Congratulations, glad all is going so well with Lola and Nina, lucky girls


----------



## Cat 53 (Aug 26, 2012)

Glad it's all working out for you and the lovely Lola. I love it when a plan comes together!


----------



## wellerfeller (Jul 12, 2011)

ElaineR said:


> Yours dogs look quite at home with each other!!Wish I'd gotten another when Bobby was a bit younger as I think I may have left it too late. Now that he doesn't see he gets a bit grumpy with other dogs, although to be fair he was fairly tolerant with the gorgeous Fergus last last. So, serious thinking to be done, and having a wonderful breeder like Mandy on my doorstep is just too tempting



Elaine, that would be far too tempting! Perhaps a young pup would help Bobby and be his 'eyes' I have heard of it often!!


----------



## wilfiboy (Sep 18, 2010)

Skyesdog said:


> Don't!!! So tempted, I don't need any encouragement!
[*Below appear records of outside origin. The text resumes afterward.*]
//! # apiflow Testing
//!
//! Testing utilities and helpers for the apiflow request orchestration engine.
//!
//! This crate provides:
//! - Deterministic clocks ([`FixedClock`], [`ManualClock`])
//! - A scripted [`MockTransport`] that records calls and honors cancellation
//! - A [`FailingStore`] for exercising best-effort cache and state paths
//! - A [`Recorder`] for capturing events and state notifications
//!
//! ## Example
//!
//! ```ignore
//! use apiflow_testing::{MockTransport, ManualClock};
//!
//! #[tokio::test]
//! async fn caches_user() {
//!     let transport = MockTransport::new().respond_with(ResultEnvelope::success(200, json!({"id": 1})));
//!     let clock = ManualClock::new();
//!     let client = Client::builder(config, transport.clone()).with_clock(Arc::new(clock.clone())).build();
//!     // ...
//!     assert_eq!(transport.call_count(), 1);
//! }
//! ```

use apiflow_core::environment::Clock;
use chrono::{DateTime, Duration as ChronoDuration, Utc};
use std::sync::{Arc, Mutex, PoisonError};
use std::time::Duration;

pub mod store_mocks;
pub mod transport_mocks;

pub use store_mocks::{FailingStore, StoreOperation};
pub use transport_mocks::{MockTransport, RecordedCall};

/// Mock implementations of Environment traits
pub mod mocks {
    use super::{
        Arc, ChronoDuration, Clock, DateTime, Duration, Mutex, PoisonError, Utc,
    };

    /// Fixed clock for deterministic tests
    ///
    /// Always returns the same time, making tests reproducible.
    ///
    /// # Example
    ///
    /// ```
    /// use apiflow_testing::mocks::FixedClock;
    /// use apiflow_core::environment::Clock;
    /// use chrono::Utc;
    ///
    /// let clock = FixedClock::new(Utc::now());
    /// assert_eq!(clock.now(), clock.now());
    /// ```
    #[derive(Debug, Clone)]
    pub struct FixedClock {
        time: DateTime<Utc>,
    }

    impl FixedClock {
        /// Create a new fixed clock with the given time
        #[must_use]
        pub const fn new(time: DateTime<Utc>) -> Self {
            Self { time }
        }
    }

    impl Clock for FixedClock {
        fn now(&self) -> DateTime<Utc> {
            self.time
        }
    }

    /// Clock that only moves when told to.
    ///
    /// Clones share the same time, so a test can hand one clone to the
    /// client and advance another.
    ///
    /// # Example
    ///
    /// ```
    /// use apiflow_testing::mocks::ManualClock;
    /// use apiflow_core::environment::Clock;
    /// use std::time::Duration;
    ///
    /// let clock = ManualClock::new();
    /// let before = clock.now_millis();
    /// clock.advance(Duration::from_millis(1500));
    /// assert_eq!(clock.now_millis() - before, 1500);
    /// ```
    #[derive(Debug, Clone)]
    pub struct ManualClock {
        time: Arc<Mutex<DateTime<Utc>>>,
    }

    impl ManualClock {
        /// Start at the fixed test epoch (see [`test_clock`]).
        #[must_use]
        pub fn new() -> Self {
            Self::starting_at(test_clock().now())
        }

        /// Start at `time`.
        #[must_use]
        pub fn starting_at(time: DateTime<Utc>) -> Self {
            Self {
                time: Arc::new(Mutex::new(time)),
            }
        }

        /// Move the clock forward.
        pub fn advance(&self, by: Duration) {
            let by = ChronoDuration::from_std(by).unwrap_or_else(|_| ChronoDuration::zero());
            let mut time = self.time.lock().unwrap_or_else(PoisonError::into_inner);
            *time += by;
        }
    }

    impl Default for ManualClock {
        fn default() -> Self {
            Self::new()
        }
    }

    impl Clock for ManualClock {
        fn now(&self) -> DateTime<Utc> {
            *self.time.lock().unwrap_or_else(PoisonError::into_inner)
        }
    }

    /// Create a default fixed clock for tests (2025-01-01 00:00:00 UTC)
    #[must_use]
    pub fn test_clock() -> FixedClock {
        FixedClock::new(DateTime::<Utc>::from_timestamp(1_735_689_600, 0).unwrap_or_default())
    }
}

/// Collects values delivered to listeners.
///
/// # Example
///
/// ```
/// use apiflow_testing::Recorder;
///
/// let recorder = Recorder::new();
/// let listener = recorder.listener();
/// listener(&3);
/// listener(&4);
/// assert_eq!(recorder.values(), vec![3, 4]);
/// ```
#[derive(Debug)]
pub struct Recorder<T> {
    values: Arc<Mutex<Vec<T>>>,
}

impl<T> Clone for Recorder<T> {
    fn clone(&self) -> Self {
        Self {
            values: Arc::clone(&self.values),
        }
    }
}

impl<T: Clone + Send + 'static> Recorder<T> {
    /// Create an empty recorder.
    #[must_use]
    pub fn new() -> Self {
        Self {
            values: Arc::new(Mutex::new(Vec::new())),
        }
    }

    /// A listener closure that appends every value it sees.
    #[must_use]
    pub fn listener(&self) -> impl Fn(&T) + Send + Sync + 'static {
        let values = Arc::clone(&self.values);
        move |value: &T| {
            values
                .lock()
                .unwrap_or_else(PoisonError::into_inner)
                .push(value.clone());
        }
    }

    /// Snapshot of recorded values.
    #[must_use]
    pub fn values(&self) -> Vec<T> {
        self.values
            .lock()
            .unwrap_or_else(PoisonError::into_inner)
            .clone()
    }

    /// Number of recorded values.
    #[must_use]
    pub fn len(&self) -> usize {
        self.values.lock().unwrap_or_else(PoisonError::into_inner).len()
    }

    /// Whether nothing was recorded.
    #[must_use]
    pub fn is_empty(&self) -> bool {
        self.len() == 0
    }
}

impl<T: Clone + Send + 'static> Default for Recorder<T> {
    fn default() -> Self {
        Self::new()
    }
}

/// Install a `tracing` subscriber for test output (idempotent).
pub fn init_tracing() {
    let _ = tracing_subscriber::fmt()
        .with_env_filter(
            tracing_subscriber::EnvFilter::try_from_default_env()
                .unwrap_or_else(|_| tracing_subscriber::EnvFilter::new("warn")),
        )
        .with_test_writer()
        .try_init();
}

// Re-export commonly used items
pub use mocks::{FixedClock, ManualClock, test_clock};
//! Request descriptions and per-call execution options.
//!
//! A [`RequestDescription`] is the pure output of an endpoint's request
//! builder. It is moved through the middleware chain by value, so every
//! middleware works on its own copy and the builder's output is never
//! mutated behind the caller's back.

use crate::envelope::ResultEnvelope;
use futures::future::BoxFuture;
use serde::{Deserialize, Serialize};
use serde_json::Value;
use std::collections::BTreeMap;
use std::fmt;
use std::sync::Arc;
use std::time::Duration;
use tokio_util::sync::CancellationToken;

/// HTTP-style request method.
#[derive(Debug, Clone, Copy, PartialEq, Eq, Hash, PartialOrd, Ord, Serialize, Deserialize)]
#[serde(rename_all = "UPPERCASE")]
pub enum Method {
    /// `GET`
    Get,
    /// `POST`
    Post,
    /// `PUT`
    Put,
    /// `PATCH`
    Patch,
    /// `DELETE`
    Delete,
    /// `HEAD`
    Head,
    /// `OPTIONS`
    Options,
}

impl Method {
    /// Canonical upper-case name of the method.
    #[must_use]
    pub const fn as_str(self) -> &'static str {
        match self {
            Self::Get => "GET",
            Self::Post => "POST",
            Self::Put => "PUT",
            Self::Patch => "PATCH",
            Self::Delete => "DELETE",
            Self::Head => "HEAD",
            Self::Options => "OPTIONS",
        }
    }
}

impl fmt::Display for Method {
    fn fmt(&self, f: &mut fmt::Formatter<'_>) -> fmt::Result {
        f.write_str(self.as_str())
    }
}

/// How the transport should decode the response body.
#[derive(Debug, Clone, Copy, PartialEq, Eq, Serialize, Deserialize)]
#[serde(rename_all = "snake_case")]
pub enum ResponseFormat {
    /// Parse as JSON (default)
    Json,
    /// Raw text
    Text,
    /// Binary blob
    Blob,
    /// Binary buffer
    ArrayBuffer,
    /// Multipart form data
    FormData,
}

/// Description of a single request, produced by an endpoint from its parameters.
#[derive(Debug, Clone, PartialEq, Serialize, Deserialize)]
pub struct RequestDescription {
    /// Path relative to the transport's base URL
    pub path: String,
    /// Request method
    pub method: Method,
    /// Optional request body
    #[serde(default, skip_serializing_if = "Option::is_none")]
    pub body: Option<Value>,
    /// Query parameters, kept ordered for stable serialization
    #[serde(default, skip_serializing_if = "BTreeMap::is_empty")]
    pub query: BTreeMap<String, Value>,
    /// Request headers
    #[serde(default, skip_serializing_if = "BTreeMap::is_empty")]
    pub headers: BTreeMap<String, String>,
    /// Preferred response decoding
    #[serde(default, skip_serializing_if = "Option::is_none")]
    pub response_format: Option<ResponseFormat>,
}

impl RequestDescription {
    /// Create a request with the given method and path.
    #[must_use]
    pub fn new(method: Method, path: impl Into<String>) -> Self {
        Self {
            path: path.into(),
            method,
            body: None,
            query: BTreeMap::new(),
            headers: BTreeMap::new(),
            response_format: None,
        }
    }

    /// Shorthand for a `GET` request.
    #[must_use]
    pub fn get(path: impl Into<String>) -> Self {
        Self::new(Method::Get, path)
    }

    /// Shorthand for a `POST` request with a JSON body.
    #[must_use]
    pub fn post(path: impl Into<String>, body: Value) -> Self {
        Self::new(Method::Post, path).with_body(body)
    }

    /// Builder: set the body
    #[must_use]
    pub fn with_body(mut self, body: Value) -> Self {
        self.body = Some(body);
        self
    }

    /// Builder: add a query parameter
    #[must_use]
    pub fn with_query(mut self, key: impl Into<String>, value: Value) -> Self {
        self.query.insert(key.into(), value);
        self
    }

    /// Builder: add a header
    #[must_use]
    pub fn with_header(mut self, name: impl Into<String>, value: impl Into<String>) -> Self {
        self.headers.insert(name.into(), value.into());
        self
    }

    /// Builder: set the response format
    #[must_use]
    pub const fn with_response_format(mut self, format: ResponseFormat) -> Self {
        self.response_format = Some(format);
        self
    }

    /// Look up a header by name, ignoring ASCII case.
    #[must_use]
    pub fn header(&self, name: &str) -> Option<&str> {
        self.headers
            .iter()
            .find(|(key, _)| key.eq_ignore_ascii_case(name))
            .map(|(_, value)| value.as_str())
    }
}

/// Callback that re-runs the transport for the current call.
///
/// The executor installs one per call so error middleware can retry with the
/// exact request and options that failed.
pub type RetryFn = Arc<dyn Fn() -> BoxFuture<'static, ResultEnvelope> + Send + Sync>;

/// Per-call overrides for a single execution.
#[derive(Clone, Default)]
pub struct ExecutionOptions {
    /// Caller-owned cancellation token. When absent the executor creates one
    /// and registers it so `abort(endpoint)` can reach it.
    pub cancellation: Option<CancellationToken>,
    /// Transport timeout; enforced by the transport, not the executor
    pub timeout: Option<Duration>,
    /// Extra headers merged over the endpoint's request headers
    pub headers: BTreeMap<String, String>,
    /// Force caching on for this call
    pub enable_cache: bool,
    /// Force caching off for this call (wins over `enable_cache`)
    pub disable_cache: bool,
    /// Header names whose values participate in the cache key
    pub cacheable_header_keys: Vec<String>,
    /// Response format override
    pub response_format: Option<ResponseFormat>,
    /// Retry callback visible to error middleware
    pub retry: Option<RetryFn>,
}

impl ExecutionOptions {
    /// Options with every override unset.
    #[must_use]
    pub fn new() -> Self {
        Self::default()
    }

    /// Builder: use a caller-owned cancellation token
    #[must_use]
    pub fn with_cancellation(mut self, token: CancellationToken) -> Self {
        self.cancellation = Some(token);
        self
    }

    /// Builder: set the transport timeout
    #[must_use]
    pub const fn with_timeout(mut self, timeout: Duration) -> Self {
        self.timeout = Some(timeout);
        self
    }

    /// Builder: add an extra header
    #[must_use]
    pub fn with_header(mut self, name: impl Into<String>, value: impl Into<String>) -> Self {
        self.headers.insert(name.into(), value.into());
        self
    }

    /// Builder: force caching on
    #[must_use]
    pub const fn enable_cache(mut self) -> Self {
        self.enable_cache = true;
        self
    }

    /// Builder: force caching off
    #[must_use]
    pub const fn disable_cache(mut self) -> Self {
        self.disable_cache = true;
        self
    }

    /// Builder: declare a header eligible for the cache key
    #[must_use]
    pub fn with_cacheable_header(mut self, name: impl Into<String>) -> Self {
        self.cacheable_header_keys.push(name.into());
        self
    }

    /// Builder: override the response format
    #[must_use]
    pub const fn with_response_format(mut self, format: ResponseFormat) -> Self {
        self.response_format = Some(format);
        self
    }

    /// Whether the call has been cancelled through its token.
    #[must_use]
    pub fn is_cancelled(&self) -> bool {
        self.cancellation
            .as_ref()
            .is_some_and(CancellationToken::is_cancelled)
    }
}

impl fmt::Debug for ExecutionOptions {
    fn fmt(&self, f: &mut fmt::Formatter<'_>) -> fmt::Result {
        f.debug_struct("ExecutionOptions")
            .field("cancellation", &self.cancellation.is_some())
            .field("timeout", &self.timeout)
            .field("headers", &self.headers)
            .field("enable_cache", &self.enable_cache)
            .field("disable_cache", &self.disable_cache)
            .field("cacheable_header_keys", &self.cacheable_header_keys)
            .field("response_format", &self.response_format)
            .field("retry", &self.retry.is_some())
            .finish()
    }
}

#[cfg(test)]
mod tests {
    use super::*;
    use serde_json::json;

    #[test]
    fn header_lookup_ignores_case() {
        let request = RequestDescription::get("/a").with_header("X-Tenant", "acme");
        assert_eq!(request.header("x-tenant"), Some("acme"));
        assert_eq!(request.header("x-other"), None);
    }

    #[test]
    fn method_serializes_upper_case() -> Result<(), serde_json::Error> {
        assert_eq!(serde_json::to_value(Method::Delete)?, json!("DELETE"));
        let parsed: Method = serde_json::from_value(json!("PATCH"))?;
        assert_eq!(parsed, Method::Patch);
        Ok(())
    }

    #[test]
    fn empty_fields_are_omitted_when_serialized() -> Result<(), serde_json::Error> {
        let value = serde_json::to_value(RequestDescription::get("/users"))?;
        assert_eq!(value, json!({"path": "/users", "method": "GET"}));
        Ok(())
    }

    #[test]
    fn disable_wins_is_visible_on_options() {
        let options = ExecutionOptions::new().enable_cache().disable_cache();
        assert!(options.enable_cache && options.disable_cache);
        assert!(!options.is_cancelled());
    }
}
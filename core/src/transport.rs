//! Transport abstraction - the function that actually performs a request.
//!
//! The engine never performs I/O itself. A transport receives the final
//! (post-middleware) [`RequestDescription`] and [`ExecutionOptions`] and
//! answers with a [`ResultEnvelope`]. Failures are reported through the
//! envelope's error arm, never by panicking.
//!
//! Transports are responsible for honoring `options.cancellation` and
//! `options.timeout`.
//!
//! # Example
//!
//! ```
//! use apiflow_core::transport::Transport;
//! use apiflow_core::{ExecutionOptions, RequestDescription, ResultEnvelope};
//! use serde_json::json;
//!
//! # tokio_test::block_on(async {
//! let transport = |request: RequestDescription, _options: ExecutionOptions| async move {
//!     ResultEnvelope::success(200, json!({ "path": request.path }))
//! };
//!
//! let envelope = transport
//!     .execute(RequestDescription::get("/ping"), ExecutionOptions::new())
//!     .await;
//! assert_eq!(envelope.data, Some(json!({ "path": "/ping" })));
//! # });
//! ```

use crate::envelope::ResultEnvelope;
use crate::request::{ExecutionOptions, RequestDescription};
use futures::future::BoxFuture;
use std::future::Future;

/// Performs a single request.
pub trait Transport: Send + Sync {
    /// Execute `request` and report the outcome as an envelope.
    fn execute(
        &self,
        request: RequestDescription,
        options: ExecutionOptions,
    ) -> BoxFuture<'static, ResultEnvelope>;
}

impl<F, Fut> Transport for F
where
    F: Fn(RequestDescription, ExecutionOptions) -> Fut + Send + Sync,
    Fut: Future<Output = ResultEnvelope> + Send + 'static,
{
    fn execute(
        &self,
        request: RequestDescription,
        options: ExecutionOptions,
    ) -> BoxFuture<'static, ResultEnvelope> {
        Box::pin(self(request, options))
    }
}
//! # apiflow Core
//!
//! Core types and traits for the apiflow request orchestration engine.
//!
//! This crate defines the vocabulary shared by every layer of the engine:
//!
//! - **Request**: [`RequestDescription`] produced by an endpoint from its parameters,
//!   plus per-call [`ExecutionOptions`]
//! - **Envelope**: [`ResultEnvelope`], the uniform success/failure shape returned by a transport
//! - **Store**: the [`KeyValueStore`](store::KeyValueStore) seam for cache and state persistence
//! - **Transport**: the [`Transport`](transport::Transport) seam for the actual I/O
//! - **Middleware**: the [`Middleware`](middleware::Middleware) hook set and its context
//! - **Events**: lifecycle [`Event`](event::Event) values broadcast by the runtime
//!
//! The runtime crate wires these together; this crate contains no I/O.
//!
//! ## Example
//!
//! ```
//! use apiflow_core::{Method, RequestDescription, ResultEnvelope};
//! use serde_json::json;
//!
//! let request = RequestDescription::get("/users/1").with_query("expand", json!("profile"));
//! assert_eq!(request.method, Method::Get);
//!
//! let envelope = ResultEnvelope::success(200, json!({"id": 1}));
//! assert!(envelope.ok);
//! ```

// Re-export commonly used types
pub use chrono::{DateTime, Utc};
pub use serde::{Deserialize, Serialize};
pub use tokio_util::sync::CancellationToken;

pub mod envelope;
pub mod error;
pub mod event;
pub mod middleware;
pub mod request;
pub mod state;
pub mod store;
pub mod transport;

pub use envelope::{ApiError, FileMetadata, ResponseMetadata, ResultEnvelope};
pub use error::RequestError;
pub use request::{ExecutionOptions, Method, RequestDescription, ResponseFormat, RetryFn};

/// Environment module - injected dependencies
pub mod environment {
    use chrono::{DateTime, Utc};

    /// Clock trait - abstracts time operations for testability
    ///
    /// The cache manager reads expiry against this clock, so tests can
    /// move time forward without sleeping.
    ///
    /// # Examples
    ///
    /// ```
    /// use apiflow_core::environment::{Clock, SystemClock};
    ///
    /// let clock = SystemClock;
    /// assert!(clock.now_millis() > 0);
    /// ```
    pub trait Clock: Send + Sync {
        /// Get the current time
        fn now(&self) -> DateTime<Utc>;

        /// Current time as milliseconds since the Unix epoch
        fn now_millis(&self) -> i64 {
            self.now().timestamp_millis()
        }
    }

    /// Wall clock backed by [`Utc::now`].
    #[derive(Debug, Clone, Copy, Default)]
    pub struct SystemClock;

    impl Clock for SystemClock {
        fn now(&self) -> DateTime<Utc> {
            Utc::now()
        }
    }
}
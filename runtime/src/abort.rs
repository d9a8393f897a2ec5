//! Single-slot cancellation register.
//!
//! Each endpoint name holds at most one registered token: a newer call
//! replaces an older call's registration (last registered wins). Release is
//! keyed by call id, so a call that finishes late never removes the
//! registration of a newer call on the same endpoint.

use std::collections::HashMap;
use std::sync::{Mutex, PoisonError};
use tokio_util::sync::CancellationToken;

#[derive(Debug)]
struct Registration {
    call_id: u64,
    token: CancellationToken,
    tags: Vec<String>,
}

/// Endpoint name to in-flight cancellation token.
#[derive(Debug, Default)]
pub struct AbortRegistry {
    slots: Mutex<HashMap<String, Registration>>,
}

impl AbortRegistry {
    /// Create an empty registry.
    #[must_use]
    pub fn new() -> Self {
        Self::default()
    }

    /// Register a fresh token for `call_id`, replacing any older registration.
    ///
    /// `tags` are handed back on cancellation.
    #[must_use]
    pub fn register(&self, endpoint_name: &str, call_id: u64, tags: &[String]) -> CancellationToken {
        let token = CancellationToken::new();
        let previous = self
            .slots
            .lock()
            .unwrap_or_else(PoisonError::into_inner)
            .insert(
                endpoint_name.to_string(),
                Registration {
                    call_id,
                    token: token.clone(),
                    tags: tags.to_vec(),
                },
            );
        if let Some(previous) = previous {
            tracing::debug!(
                endpoint = endpoint_name,
                replaced_call = previous.call_id,
                call_id,
                "Replacing in-flight registration"
            );
        }
        token
    }

    /// Remove the registration if it still belongs to `call_id`.
    pub fn release(&self, endpoint_name: &str, call_id: u64) {
        let mut slots = self.slots.lock().unwrap_or_else(PoisonError::into_inner);
        if slots
            .get(endpoint_name)
            .is_some_and(|registration| registration.call_id == call_id)
        {
            slots.remove(endpoint_name);
        }
    }

    /// Cancel and remove the registration.
    ///
    /// Returns the cancelled call's tags, or `None` when nothing was registered.
    pub fn cancel(&self, endpoint_name: &str) -> Option<Vec<String>> {
        let registration = self
            .slots
            .lock()
            .unwrap_or_else(PoisonError::into_inner)
            .remove(endpoint_name)?;
        registration.token.cancel();
        Some(registration.tags)
    }

    /// Cancel everything. Returns the cancelled endpoint names with their tags.
    pub fn cancel_all(&self) -> Vec<(String, Vec<String>)> {
        let drained: Vec<(String, Registration)> = self
            .slots
            .lock()
            .unwrap_or_else(PoisonError::into_inner)
            .drain()
            .collect();
        drained
            .into_iter()
            .map(|(name, registration)| {
                registration.token.cancel();
                (name, registration.tags)
            })
            .collect()
    }

    /// Whether a call is registered for `endpoint_name`.
    #[must_use]
    pub fn is_registered(&self, endpoint_name: &str) -> bool {
        self.slots
            .lock()
            .unwrap_or_else(PoisonError::into_inner)
            .contains_key(endpoint_name)
    }
}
Oh Nadine your loads nearer to Mandy than me lol x


----------



## DebsH (Jun 24, 2012)

Just remembering this for next year........


----------



## RuthMill (Jun 30, 2012)

Think we will all be knocking on Mandy's door!


----------



## JoJo (Mar 2, 2011)

I am so happy for you and it is wonderful to read that owning two is going so well. I actually didn't doubt it would be any other way xxx

You know I have my little sayings, well I always say that a good puppy/dog comes from good parents, a good breeder and then good owners .. that's what makes a good dog   it's a team effort  ....so well done to your caring hobby breeder and to you Ruth


----------



## RuthMill (Jun 30, 2012)

Thanks JoJo.. Have been keeping up with your blog! Sounds like fun in your house!


----------



## JoJo (Mar 2, 2011)

Thanks Ruth  the best fun  

Enjoy your lovely girls and the more photos the better for your ILMC friends please xxx


----------



## Skyesdog (Jun 7, 2012)

wilfiboy said:


> Oh Nadine your loads nearer to Mandy than me lol x


Ha ha, don't! I would love a little pup but I think we will wait a few years! Just home from an amazing night at the Edinburgh festival, my cheeks still hurt from laughing so much! Love Edinburgh in August!


----------



## mandym (Jun 5, 2011)

wellerfeller said:


> Elaine, that would be far too tempting! Perhaps a young pup would help Bobby and be his 'eyes' I have heard of it often!!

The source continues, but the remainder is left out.